AbstractsChemistry

Proteins are in a category all their own as supramolecular entities enriched with both chirality and functionality. Inspired by them, we have created a new class of building blocks, called Bis-Amino Acids, for making molecules several kilodaltons in size that possess high degrees of both functionality and chirality. Bis-amino acids can assemble into shape-programmable macromolecules, called Spiroligomers that connect through pairs of amide bonds. They serve as water-soluble, rigid scaffolds capable of presenting collections of functional groups in different spatial orientations by virtue of their sequence, shape and stereochemistry of each chiral building block. This dissertation utilizes these unique building block as scaffolding for the presentation of functional groups in localized domains.
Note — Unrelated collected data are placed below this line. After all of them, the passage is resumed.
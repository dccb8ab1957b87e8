#![no_std]

#[cfg(test)]
extern crate std;

pub mod acl;
pub mod commitment;
pub mod errors;
pub mod events;
pub mod private_data;
pub mod reconcile;
pub mod record;
pub mod types;
pub mod validation;


use soroban_sdk::{contract, contractimpl, Address, Bytes, Env, Map, String, Vec};

pub use errors::ContractError;
pub use types::{DataKey, PatientRecord};

use private_data::PAYLOAD_LABEL;

#[contract]
pub struct EhrLedgerContract;

#[contractimpl]
impl EhrLedgerContract {
    // ── Initialization ───────────────────────────────────────────────────────

    /// Initialize the contract with an administrator and the default ACL template
    pub fn initialize(env: Env, admin: Address) -> Result<(), ContractError> {
        if env.storage().instance().has(&DataKey::Admin) {
            return Err(ContractError::AlreadyInitialized);
        }

        admin.require_auth();

        env.storage().instance().set(&DataKey::Admin, &admin);
        acl::store_template(&env, &acl::default_template(&env));

        events::publish_initialized(&env, admin);

        Ok(())
    }

    /// Get the admin address
    pub fn get_admin(env: Env) -> Result<Address, ContractError> {
        env.storage()
            .instance()
            .get(&DataKey::Admin)
            .ok_or(ContractError::NotInitialized)
    }

    /// Check if the contract is initialized
    pub fn is_initialized(env: Env) -> bool {
        env.storage().instance().has(&DataKey::Admin)
    }

    /// Replace the ACL template applied to records created from now on.
    /// Existing records keep the ACL they were created with.
    pub fn set_acl_template(
        env: Env,
        caller: Address,
        template: Map<String, u32>,
    ) -> Result<(), ContractError> {
        caller.require_auth();
        Self::require_admin(&env, &caller)?;

        validation::validate_acl_template(&template)?;
        acl::store_template(&env, &template);

        events::publish_acl_template_set(&env, caller, template);

        Ok(())
    }

    pub fn get_acl_template(env: Env) -> Result<Map<String, u32>, ContractError> {
        acl::load_template(&env)
    }

    /// Contract version
    pub fn version() -> u32 {
        1
    }

    // ── Raw ledger passthrough ───────────────────────────────────────────────

    /// Store opaque bytes under `key`. Kept apart from patient records.
    pub fn put(env: Env, key: String, value: Bytes) -> Result<(), ContractError> {
        validation::validate_identifier(&key)?;
        let key = DataKey::Raw(key);
        env.storage().persistent().set(&key, &value);
        ehr_common::extend_persistent_ttl(&env, &key);
        Ok(())
    }

    pub fn get(env: Env, key: String) -> Result<Bytes, ContractError> {
        let value: Bytes = env
            .storage()
            .persistent()
            .get(&DataKey::Raw(key))
            .unwrap_or(Bytes::new(&env));
        if value.is_empty() {
            return Err(ContractError::NotFound);
        }
        Ok(value)
    }

    // ── Patient records ──────────────────────────────────────────────────────

    /// Create the record for `patient_id` with the current ACL template and
    /// the custodian pointer/hash maps prepared by the caller.
    ///
    /// Returns the patient id as confirmation that `owner` now holds the record.
    pub fn create_record(
        env: Env,
        owner: Address,
        patient_id: String,
        pointers: Map<String, String>,
        hashes: Map<String, String>,
    ) -> Result<String, ContractError> {
        owner.require_auth();
        validation::validate_identifier(&patient_id)?;
        validation::validate_custodian_map(&pointers, validation::validate_pointer)?;
        validation::validate_custodian_map(&hashes, validation::validate_hash_value)?;

        let template = acl::load_template(&env)?;

        if record::has_record(&env, &patient_id) {
            return Err(ContractError::AlreadyExists);
        }

        let patient_record = record::new_record(template, pointers, hashes);
        let custodians = patient_record.custodian_count();
        if custodians > validation::MAX_CUSTODIANS {
            return Err(ContractError::CapacityExceeded);
        }
        record::store_record(&env, &patient_id, &patient_record);
        record::store_owner(&env, &patient_id, &owner);

        events::publish_record_created(&env, patient_id.clone(), owner, custodians);

        Ok(patient_id)
    }

    pub fn get_record(env: Env, patient_id: String) -> Result<PatientRecord, ContractError> {
        record::load_record(&env, &patient_id)
    }

    pub fn get_owner(env: Env, patient_id: String) -> Result<Address, ContractError> {
        record::load_owner(&env, &patient_id)
    }

    pub fn has_record(env: Env, patient_id: String) -> bool {
        record::has_record(&env, &patient_id)
    }

    /// Insert or overwrite a custodian's pointer and hash in one write.
    pub fn update_entry(
        env: Env,
        caller: Address,
        patient_id: String,
        custodian_id: String,
        pointer: String,
        hash: String,
    ) -> Result<(), ContractError> {
        caller.require_auth();
        validation::validate_identifier(&custodian_id)?;
        validation::validate_pointer(&pointer)?;
        validation::validate_hash_value(&hash)?;

        let mut patient_record = record::load_record(&env, &patient_id)?;
        patient_record.ensure_room_for(&custodian_id)?;
        patient_record.upsert_entry(&custodian_id, pointer, hash);
        record::store_record(&env, &patient_id, &patient_record);

        events::publish_entry_updated(&env, patient_id, custodian_id, caller);

        Ok(())
    }

    /// Insert or overwrite a custodian's hash. The pointer map is untouched,
    /// so a custodian never seen before ends up with a hash and no pointer.
    pub fn update_hash(
        env: Env,
        caller: Address,
        patient_id: String,
        custodian_id: String,
        new_hash: String,
    ) -> Result<(), ContractError> {
        caller.require_auth();
        validation::validate_identifier(&custodian_id)?;
        validation::validate_hash_value(&new_hash)?;

        let mut patient_record = record::load_record(&env, &patient_id)?;
        patient_record.ensure_room_for(&custodian_id)?;
        patient_record.upsert_hash(&custodian_id, new_hash.clone());
        record::store_record(&env, &patient_id, &patient_record);

        events::publish_hash_updated(&env, patient_id, custodian_id, new_hash, caller);

        Ok(())
    }

    /// Lower the permission level of `category` by `degree`.
    ///
    /// Only the record owner may degrade its ACL. A degree that would bring
    /// the level to zero or below fails with `OutOfRange` and nothing is
    /// written.
    pub fn revoke_access(
        env: Env,
        caller: Address,
        patient_id: String,
        category: String,
        degree: u32,
    ) -> Result<(), ContractError> {
        caller.require_auth();

        let mut patient_record = record::load_record(&env, &patient_id)?;
        let owner = record::load_owner(&env, &patient_id)?;
        if caller != owner {
            return Err(ContractError::Unauthorized);
        }

        let (old_level, new_level) = acl::degrade(&mut patient_record.acl, &category, degree)?;
        record::store_record(&env, &patient_id, &patient_record);

        events::publish_access_revoked(&env, patient_id, category, old_level, new_level);

        Ok(())
    }

    /// Custodians whose recorded hash is missing from, or differs from,
    /// `caller_hashes`, in the record's key order. An empty result means the
    /// caller is fully synchronized.
    ///
    /// Custodians present only in `caller_hashes` are never reported: the
    /// record decides which custodians a patient has registered.
    pub fn validate_hash(
        env: Env,
        patient_id: String,
        caller_hashes: Map<String, String>,
    ) -> Result<Vec<String>, ContractError> {
        let patient_record = record::load_record(&env, &patient_id)?;
        Ok(reconcile::stale_custodians(
            &env,
            &patient_record.hashes,
            &caller_hashes,
        ))
    }

    // ── Commitment verification ──────────────────────────────────────────────

    /// Commit `payload` to a confidential partition. The partition records the
    /// payload's SHA-256 digest alongside it.
    pub fn store_committed_payload(
        env: Env,
        caller: Address,
        partition: String,
        payload: String,
    ) -> Result<(), ContractError> {
        caller.require_auth();
        validation::validate_identifier(&partition)?;

        let digest = private_data::put_private(&env, &partition, &PAYLOAD_LABEL, &payload)?;

        events::publish_payload_stored(&env, partition, digest, caller);

        Ok(())
    }

    pub fn retrieve_committed_payload(
        env: Env,
        partition: String,
    ) -> Result<String, ContractError> {
        private_data::get_private(&env, &partition, &PAYLOAD_LABEL)
            .ok_or(ContractError::NotFound)
    }

    pub fn get_commitment_digest(env: Env, partition: String) -> Result<String, ContractError> {
        private_data::get_private_digest(&env, &partition, &PAYLOAD_LABEL)
            .ok_or(ContractError::NotFound)
    }

    /// Check a revealed payload against the partition's recorded commitment.
    pub fn verify_commitment(
        env: Env,
        partition: String,
        payload: String,
    ) -> Result<(), ContractError> {
        commitment::verify(&env, &partition, &payload)
    }

    // ── Internal Helpers ─────────────────────────────────────────────────────

    fn require_admin(env: &Env, caller: &Address) -> Result<(), ContractError> {
        let admin: Address = env
            .storage()
            .instance()
            .get(&DataKey::Admin)
            .ok_or(ContractError::NotInitialized)?;
        if *caller != admin {
            return Err(ContractError::Unauthorized);
        }
        ehr_common::extend_instance_ttl(env);
        Ok(())
    }
}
A short spiroligomer sequence is used to presents a donor and acceptor pair facially for measuring electron-transfer in water. The same cleft motif is used to present a pair of hydrogen bonding donors to catalyze an aromatic Claisen rearrangement. Methods are developed to improve and expand the chemistry to make the bis-amino acids as well as their assembly into spiroligomers. Lastly, spiroligomers are utilized as intermediate building materials forming sequences of two and three connected by short, flexible linkers and cross-linked them into assemblies. We envision the use of these macromolecules, called “Fauxteins” to position multiple functional groups over large surface areas for mimicry of protein-protein interactions, recreation of complex active sites of enzymes, and form unique, chiral pockets for host-guest molecular recognition.